Brignone, miracolo d’oro a Cortina dopo l’infortunio
Dall’infortunio gravissimo alla vetta olimpica nel superG di casa: Federica Brignone riscrive la storia con un oro che sfugge a ogni logica e premia sacrificio e coraggio. Argento alla sorprendente Mirandoli, bronzo alla veterana Huetter. Lo sport toglie e dà, e oggi ha dato tutto alla tigre di La Salle

L’imponderabile. L’oro olimpico conquistato da Federica Brignone nel super gigante di Cortina sfugge ad ogni logica, contribuendo a scrivere una nuova pagina storica dello sport internazionale. Un infortunio gravissimo messo allo spalle solo pochi giorni prima di strappare la convocazione alle Olimpiadi di casa, un recupero faticoso che ripaga di mille sacrifici ed altrettante sofferenze.
Lo sport toglie e dà, ed oggi per la tigre di La Salle ha dato, tantissimo.
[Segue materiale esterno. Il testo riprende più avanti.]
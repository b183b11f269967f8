use serde::Deserialize;
use time::Date;

use super::{date_format, BookingStatus, PLACEHOLDER_TIME};
use crate::catalog::{CatalogRef, Id};
use crate::errors::BookingError;
use crate::money::Money;
use crate::normalization;

const ONLINE_BOOKING_NOTE: &str = "Online booking";
const EQUIPMENT_REQUIRED_NOTE: &str = "Equipment required";
const OWN_EQUIPMENT_NOTE: &str = "Own equipment";

/// Where a booking request came in. Determines which fields are required
/// and which fields the caller is trusted with.
#[derive(Clone, Copy, Debug, Eq, PartialEq)]
pub enum EntryPoint {
    /// The public booking form. Date and time are required; price and
    /// status are always computed.
    Public,

    /// A public request for information. Date and time may be left for an
    /// administrator to fill in.
    Inquiry,

    /// Direct entry by an administrator, who may override the price and
    /// choose the initial status.
    Admin,
}

/// A booking request as submitted.
#[derive(Clone, Debug, Default, Deserialize)]
#[serde(default)]
pub struct BookingRequest {
    #[serde(alias = "courseId")]
    pub course_id: Option<Id>,

    #[serde(alias = "activityId")]
    pub activity_id: Option<Id>,

    #[serde(deserialize_with = "normalization::deserialize_option")]
    pub name: Option<String>,

    #[serde(deserialize_with = "normalization::deserialize_text")]
    pub phone: Option<String>,

    #[serde(deserialize_with = "date_format::deserialize_option")]
    pub date: Option<Date>,

    #[serde(deserialize_with = "normalization::deserialize_text")]
    pub time: Option<String>,

    pub participants: Option<i32>,

    #[serde(deserialize_with = "normalization::deserialize_text")]
    pub notes: Option<String>,

    #[serde(alias = "totalPrice")]
    pub total_price: Option<Money>,

    pub status: Option<String>,

    #[serde(alias = "equipmentNeeded")]
    pub equipment_needed: Option<bool>,
}

/// A request whose required fields are present, with every field the
/// entry point doesn't trust already discarded.
#[derive(Clone, Debug)]
pub struct ValidatedRequest {
    pub reference: CatalogRef,
    pub name: String,
    pub phone: String,
    pub date: Date,
    pub time: String,
    pub participants: Option<i32>,
    pub notes: Option<String>,
    pub price_override: Option<Money>,
    pub initial_status: BookingStatus,
}

impl BookingRequest {
    /// Checks required fields in order, stopping at the first failure.
    /// `today` stands in for a missing inquiry date.
    pub fn validate(
        self,
        entry_point: EntryPoint,
        today: Date,
    ) -> Result<ValidatedRequest, BookingError> {
        let reference = match (self.course_id, self.activity_id) {
            (Some(_), Some(_)) => return Err(BookingError::AmbiguousCatalogReference),
            (course_id, activity_id) => CatalogRef::from_parts(course_id, activity_id)
                .ok_or(BookingError::MissingField("course_id or activity_id"))?,
        };

        let name = self.name.filter(|n| !n.is_empty());
        let name = name.ok_or(BookingError::MissingField("name"))?;
        let phone = self.phone.ok_or(BookingError::MissingField("phone"))?;

        let (date, time) = match entry_point {
            EntryPoint::Inquiry => (
                self.date.unwrap_or(today),
                self.time.unwrap_or_else(|| PLACEHOLDER_TIME.to_owned()),
            ),
            EntryPoint::Public | EntryPoint::Admin => (
                self.date.ok_or(BookingError::MissingField("date"))?,
                self.time.ok_or(BookingError::MissingField("time"))?,
            ),
        };

        let (price_override, initial_status, notes) = match entry_point {
            EntryPoint::Admin => {
                let status = match self.status {
                    Some(s) if !s.trim().is_empty() => s.parse::<BookingStatus>()?,
                    _ => BookingStatus::Pending,
                };

                if !status.is_valid_initial() {
                    return Err(BookingError::InvalidInitialStatus(status));
                }

                (self.total_price, status, self.notes)
            }
            EntryPoint::Public | EntryPoint::Inquiry => {
                let equipment_needed = self.equipment_needed;
                let notes = self
                    .notes
                    .or_else(|| Some(default_note(reference, equipment_needed).to_owned()));

                (None, BookingStatus::Pending, notes)
            }
        };

        Ok(ValidatedRequest {
            reference,
            name,
            phone,
            date,
            time,
            participants: self.participants,
            notes,
            price_override,
            initial_status,
        })
    }
}

fn default_note(reference: CatalogRef, equipment_needed: Option<bool>) -> &'static str {
    match (reference, equipment_needed) {
        (_, Some(true)) => EQUIPMENT_REQUIRED_NOTE,
        (CatalogRef::Activity(_), Some(false)) => OWN_EQUIPMENT_NOTE,
        _ => ONLINE_BOOKING_NOTE,
    }
}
Vetrina meritata tutta per la carabiniera valdostana mentre a completare il podio ecco la francese Mirandoli, grande sorpresa di giornata (dopo la Brignone, si intende) che strappa la medaglia d’argento. Bronzo per la veterana austriaca Cornelia Huetter, che a Cortina per ben due anni consecutivi (2023 e 2024) aveva rimediato altrettanti infortuni gravi. Lo sport toglie e dà.